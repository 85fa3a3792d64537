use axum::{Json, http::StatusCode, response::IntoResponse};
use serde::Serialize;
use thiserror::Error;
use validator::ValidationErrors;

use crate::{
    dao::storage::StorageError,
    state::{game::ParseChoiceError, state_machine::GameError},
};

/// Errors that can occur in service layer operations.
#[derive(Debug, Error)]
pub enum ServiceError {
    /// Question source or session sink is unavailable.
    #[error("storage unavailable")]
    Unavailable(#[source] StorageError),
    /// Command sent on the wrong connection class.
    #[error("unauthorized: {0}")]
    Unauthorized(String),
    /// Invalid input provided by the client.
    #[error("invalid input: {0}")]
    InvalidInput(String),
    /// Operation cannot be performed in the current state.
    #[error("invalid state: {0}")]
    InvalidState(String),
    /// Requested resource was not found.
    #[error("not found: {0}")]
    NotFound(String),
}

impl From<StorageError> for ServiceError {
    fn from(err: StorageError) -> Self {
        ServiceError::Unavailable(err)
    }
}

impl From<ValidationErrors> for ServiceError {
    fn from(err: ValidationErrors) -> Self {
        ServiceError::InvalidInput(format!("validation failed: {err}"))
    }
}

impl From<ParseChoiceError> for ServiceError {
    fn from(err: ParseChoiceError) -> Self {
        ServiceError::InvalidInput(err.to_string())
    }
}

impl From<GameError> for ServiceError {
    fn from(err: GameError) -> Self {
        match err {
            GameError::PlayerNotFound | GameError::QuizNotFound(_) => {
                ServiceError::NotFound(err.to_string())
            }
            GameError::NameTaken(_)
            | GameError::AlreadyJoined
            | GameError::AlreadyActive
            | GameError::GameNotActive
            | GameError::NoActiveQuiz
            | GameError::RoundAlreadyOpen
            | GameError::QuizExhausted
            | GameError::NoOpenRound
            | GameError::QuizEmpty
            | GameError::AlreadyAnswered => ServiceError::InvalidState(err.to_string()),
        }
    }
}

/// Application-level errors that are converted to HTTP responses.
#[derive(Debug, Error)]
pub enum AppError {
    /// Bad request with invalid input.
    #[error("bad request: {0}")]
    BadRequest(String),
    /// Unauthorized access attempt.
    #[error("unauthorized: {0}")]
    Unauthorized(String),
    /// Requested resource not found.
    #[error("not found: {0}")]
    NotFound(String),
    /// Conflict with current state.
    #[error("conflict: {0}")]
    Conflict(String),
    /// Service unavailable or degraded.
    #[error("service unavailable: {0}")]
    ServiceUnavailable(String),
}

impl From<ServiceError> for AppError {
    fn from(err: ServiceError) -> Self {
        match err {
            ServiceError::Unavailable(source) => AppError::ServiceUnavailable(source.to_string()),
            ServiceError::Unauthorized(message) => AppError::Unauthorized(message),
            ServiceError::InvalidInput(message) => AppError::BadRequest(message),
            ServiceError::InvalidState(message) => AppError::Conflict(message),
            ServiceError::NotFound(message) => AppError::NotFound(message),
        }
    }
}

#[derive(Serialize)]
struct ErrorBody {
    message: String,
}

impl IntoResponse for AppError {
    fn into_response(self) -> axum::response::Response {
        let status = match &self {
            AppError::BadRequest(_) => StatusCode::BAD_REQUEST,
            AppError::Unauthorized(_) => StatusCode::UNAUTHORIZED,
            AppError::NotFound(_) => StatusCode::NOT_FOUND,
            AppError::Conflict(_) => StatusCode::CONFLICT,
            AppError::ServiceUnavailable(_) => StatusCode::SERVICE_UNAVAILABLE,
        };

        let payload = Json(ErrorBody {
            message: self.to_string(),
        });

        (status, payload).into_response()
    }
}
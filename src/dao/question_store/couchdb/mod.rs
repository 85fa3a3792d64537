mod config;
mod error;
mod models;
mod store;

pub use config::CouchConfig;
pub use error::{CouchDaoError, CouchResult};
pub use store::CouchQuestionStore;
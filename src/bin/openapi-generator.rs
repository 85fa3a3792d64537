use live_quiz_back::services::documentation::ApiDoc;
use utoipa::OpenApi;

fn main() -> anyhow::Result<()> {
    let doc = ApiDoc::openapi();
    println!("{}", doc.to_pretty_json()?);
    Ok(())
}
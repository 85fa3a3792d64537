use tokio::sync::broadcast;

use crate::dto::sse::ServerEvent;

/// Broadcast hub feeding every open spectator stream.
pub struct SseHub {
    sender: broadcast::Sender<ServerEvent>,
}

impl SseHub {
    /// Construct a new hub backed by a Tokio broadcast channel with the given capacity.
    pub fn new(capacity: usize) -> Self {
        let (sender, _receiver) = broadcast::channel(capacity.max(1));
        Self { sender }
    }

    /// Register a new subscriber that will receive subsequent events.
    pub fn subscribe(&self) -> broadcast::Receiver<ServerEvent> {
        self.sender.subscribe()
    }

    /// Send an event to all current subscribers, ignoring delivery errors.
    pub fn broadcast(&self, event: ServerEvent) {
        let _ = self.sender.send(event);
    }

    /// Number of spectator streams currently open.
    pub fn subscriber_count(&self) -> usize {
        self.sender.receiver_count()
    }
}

______

:: WORK ITEM ::
Write each record above out again exactly as it reads.

:: TASK RESULT ::
repository 85fa3a3792d64537
use axum::{Json, http::StatusCode, response::IntoResponse};
use serde::Serialize;
use thiserror::Error;
use validator::ValidationErrors;

use crate::{
    dao::storage::StorageError,
    state::{game::ParseChoiceError, state_machine::GameError},
};

/// Errors that can occur in service layer operations.
#[derive(Debug, Error)]
pub enum ServiceError {
    /// Question source or session sink is unavailable.
    #[error("storage unavailable")]
    Unavailable(#[source] StorageError),
    /// Command sent on the wrong connection class.
    #[error("unauthorized: {0}")]
    Unauthorized(String),
    /// Invalid input provided by the client.
    #[error("invalid input: {0}")]
    InvalidInput(String),
    /// Operation cannot be performed in the current state.
    #[error("invalid state: {0}")]
    InvalidState(String),
    /// Requested resource was not found.
    #[error("not found: {0}")]
    NotFound(String),
}

impl From<StorageError> for ServiceError {
    fn from(err: StorageError) -> Self {
        ServiceError::Unavailable(err)
    }
}

impl From<ValidationErrors> for ServiceError {
    fn from(err: ValidationErrors) -> Self {
        ServiceError::InvalidInput(format!("validation failed: {err}"))
    }
}

impl From<ParseChoiceError> for ServiceError {
    fn from(err: ParseChoiceError) -> Self {
        ServiceError::InvalidInput(err.to_string())
    }
}

impl From<GameError> for ServiceError {
    fn from(err: GameError) -> Self {
        match err {
            GameError::PlayerNotFound | GameError::QuizNotFound(_) => {
                ServiceError::NotFound(err.to_string())
            }
            GameError::NameTaken(_)
            | GameError::AlreadyJoined
            | GameError::AlreadyActive
            | GameError::GameNotActive
            | GameError::NoActiveQuiz
            | GameError::RoundAlreadyOpen
            | GameError::QuizExhausted
            | GameError::NoOpenRound
            | GameError::QuizEmpty
            | GameError::AlreadyAnswered => ServiceError::InvalidState(err.to_string()),
        }
    }
}

/// Application-level errors that are converted to HTTP responses.
#[derive(Debug, Error)]
pub enum AppError {
    /// Bad request with invalid input.
    #[error("bad request: {0}")]
    BadRequest(String),
    /// Unauthorized access attempt.
    #[error("unauthorized: {0}")]
    Unauthorized(String),
    /// Requested resource not found.
    #[error("not found: {0}")]
    NotFound(String),
    /// Conflict with current state.
    #[error("conflict: {0}")]
    Conflict(String),
    /// Service unavailable or degraded.
    #[error("service unavailable: {0}")]
    ServiceUnavailable(String),
}

impl From<ServiceError> for AppError {
    fn from(err: ServiceError) -> Self {
        match err {
            ServiceError::Unavailable(source) => AppError::ServiceUnavailable(source.to_string()),
            ServiceError::Unauthorized(message) => AppError::Unauthorized(message),
            ServiceError::InvalidInput(message) => AppError::BadRequest(message),
            ServiceError::InvalidState(message) => AppError::Conflict(message),
            ServiceError::NotFound(message) => AppError::NotFound(message),
        }
    }
}

#[derive(Serialize)]
struct ErrorBody {
    message: String,
}

impl IntoResponse for AppError {
    fn into_response(self) -> axum::response::Response {
        let status = match &self {
            AppError::BadRequest(_) => StatusCode::BAD_REQUEST,
            AppError::Unauthorized(_) => StatusCode::UNAUTHORIZED,
            AppError::NotFound(_) => StatusCode::NOT_FOUND,
            AppError::Conflict(_) => StatusCode::CONFLICT,
            AppError::ServiceUnavailable(_) => StatusCode::SERVICE_UNAVAILABLE,
        };

        let payload = Json(ErrorBody {
            message: self.to_string(),
        });

        (status, payload).into_response()
    }
}
filename src/dao/question_store/couchdb/mod.rs
repository 85fa3a3792d64537
mod config;
mod error;
mod models;
mod store;

pub use config::CouchConfig;
pub use error::{CouchDaoError, CouchResult};
pub use store::CouchQuestionStore;
filename src/bin/openapi-generator.rs
repository 85fa3a3792d64537
use live_quiz_back::services::documentation::ApiDoc;
use utoipa::OpenApi;

fn main() -> anyhow::Result<()> {
    let doc = ApiDoc::openapi();
    println!("{}", doc.to_pretty_json()?);
    Ok(())
}
repository 85fa3a3792d64537
use tokio::sync::broadcast;

use crate::dto::sse::ServerEvent;

/// Broadcast hub feeding every open spectator stream.
pub struct SseHub {
    sender: broadcast::Sender<ServerEvent>,
}

impl SseHub {
    /// Construct a new hub backed by a Tokio broadcast channel with the given capacity.
    pub fn new(capacity: usize) -> Self {
        let (sender, _receiver) = broadcast::channel(capacity.max(1));
        Self { sender }
    }

    /// Register a new subscriber that will receive subsequent events.
    pub fn subscribe(&self) -> broadcast::Receiver<ServerEvent> {
        self.sender.subscribe()
    }

    /// Send an event to all current subscribers, ignoring delivery errors.
    pub fn broadcast(&self, event: ServerEvent) {
        let _ = self.sender.send(event);
    }

    /// Number of spectator streams currently open.
    pub fn subscriber_count(&self) -> usize {
        self.sender.receiver_count()
    }
}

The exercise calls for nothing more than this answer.